(Beginning of Input material)

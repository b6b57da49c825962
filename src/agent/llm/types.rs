//! Conversation types shared by providers and the orchestrator.

use serde::{Deserialize, Serialize};

#[derive(Debug, Clone, Copy, PartialEq, Eq, Serialize, Deserialize)]
#[serde(rename_all = "lowercase")]
pub enum MessageRole {
    System,
    User,
    Assistant,
    Tool,
}

/// One turn of a conversation.
#[derive(Debug, Clone, Serialize, Deserialize)]
pub struct Message {
    pub role: MessageRole,
    pub content: String,
    /// Tool calls requested by the assistant.
    #[serde(skip_serializing_if = "Option::is_none")]
    pub tool_calls: Option<Vec<ToolCall>>,
    /// Call this message answers (tool messages only).
    #[serde(skip_serializing_if = "Option::is_none")]
    pub tool_call_id: Option<String>,
    /// Tool that produced this message (tool messages only).
    #[serde(skip_serializing_if = "Option::is_none")]
    pub tool_name: Option<String>,
}

impl Message {
    fn plain(role: MessageRole, content: impl Into<String>) -> Self {
        Self {
            role,
            content: content.into(),
            tool_calls: None,
            tool_call_id: None,
            tool_name: None,
        }
    }

    pub fn system(content: impl Into<String>) -> Self {
        Self::plain(MessageRole::System, content)
    }

    pub fn user(content: impl Into<String>) -> Self {
        Self::plain(MessageRole::User, content)
    }

    pub fn assistant(content: impl Into<String>) -> Self {
        Self::plain(MessageRole::Assistant, content)
    }

    /// Assistant turn requesting tool calls.
    pub fn assistant_with_tools(content: impl Into<String>, tool_calls: Vec<ToolCall>) -> Self {
        Self {
            tool_calls: Some(tool_calls),
            ..Self::plain(MessageRole::Assistant, content)
        }
    }

    /// Result of a tool call, fed back to the model.
    pub fn tool_response(
        tool_call_id: impl Into<String>,
        tool_name: impl Into<String>,
        content: impl Into<String>,
    ) -> Self {
        Self {
            tool_call_id: Some(tool_call_id.into()),
            tool_name: Some(tool_name.into()),
            ..Self::plain(MessageRole::Tool, content)
        }
    }

    /// Tool calls carried by this message, empty when there are none.
    pub fn requested_tool_calls(&self) -> &[ToolCall] {
        self.tool_calls.as_deref().unwrap_or(&[])
    }
}

/// A tool call requested by the model.
#[derive(Debug, Clone, PartialEq, Serialize, Deserialize)]
pub struct ToolCall {
    pub id: String,
    pub name: String,
    /// Arguments as a JSON object.
    pub arguments: serde_json::Value,
}

impl ToolCall {
    pub fn new(
        id: impl Into<String>,
        name: impl Into<String>,
        arguments: serde_json::Value,
    ) -> Self {
        Self {
            id: id.into(),
            name: name.into(),
            arguments,
        }
    }
}

#[derive(Debug, Clone)]
pub struct CompletionResponse {
    pub message: Message,
    pub finish_reason: FinishReason,
    pub usage: Option<TokenUsage>,
}

impl CompletionResponse {
    /// A final text answer.
    pub fn text(content: impl Into<String>) -> Self {
        Self {
            message: Message::assistant(content),
            finish_reason: FinishReason::Stop,
            usage: None,
        }
    }

    /// A turn that only requests tool calls.
    pub fn tool_calls(tool_calls: Vec<ToolCall>) -> Self {
        Self {
            message: Message::assistant_with_tools("", tool_calls),
            finish_reason: FinishReason::ToolCalls,
            usage: None,
        }
    }
}

#[derive(Debug, Clone, Copy, PartialEq, Eq)]
pub enum FinishReason {
    Stop,
    ToolCalls,
    MaxTokens,
    Error,
}

#[derive(Debug, Clone, Copy)]
pub struct TokenUsage {
    pub prompt_tokens: u32,
    pub completion_tokens: u32,
    pub total_tokens: u32,
}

(End of Input material)

_What this task involves_
Going back to the entries above, set down exactly the lines that begin at the one with "PartialEq, Eq, Serialize, Deserialize)]" and end at the one with "by the assistant.", both included, and nothing else.

_Exercise output_
#[derive(Debug, Clone, Copy, PartialEq, Eq, Serialize, Deserialize)]
#[serde(rename_all = "lowercase")]
pub enum MessageRole {
    System,
    User,
    Assistant,
    Tool,
}

/// One turn of a conversation.
#[derive(Debug, Clone, Serialize, Deserialize)]
pub struct Message {
    pub role: MessageRole,
    pub content: String,
    /// Tool calls requested by the assistant.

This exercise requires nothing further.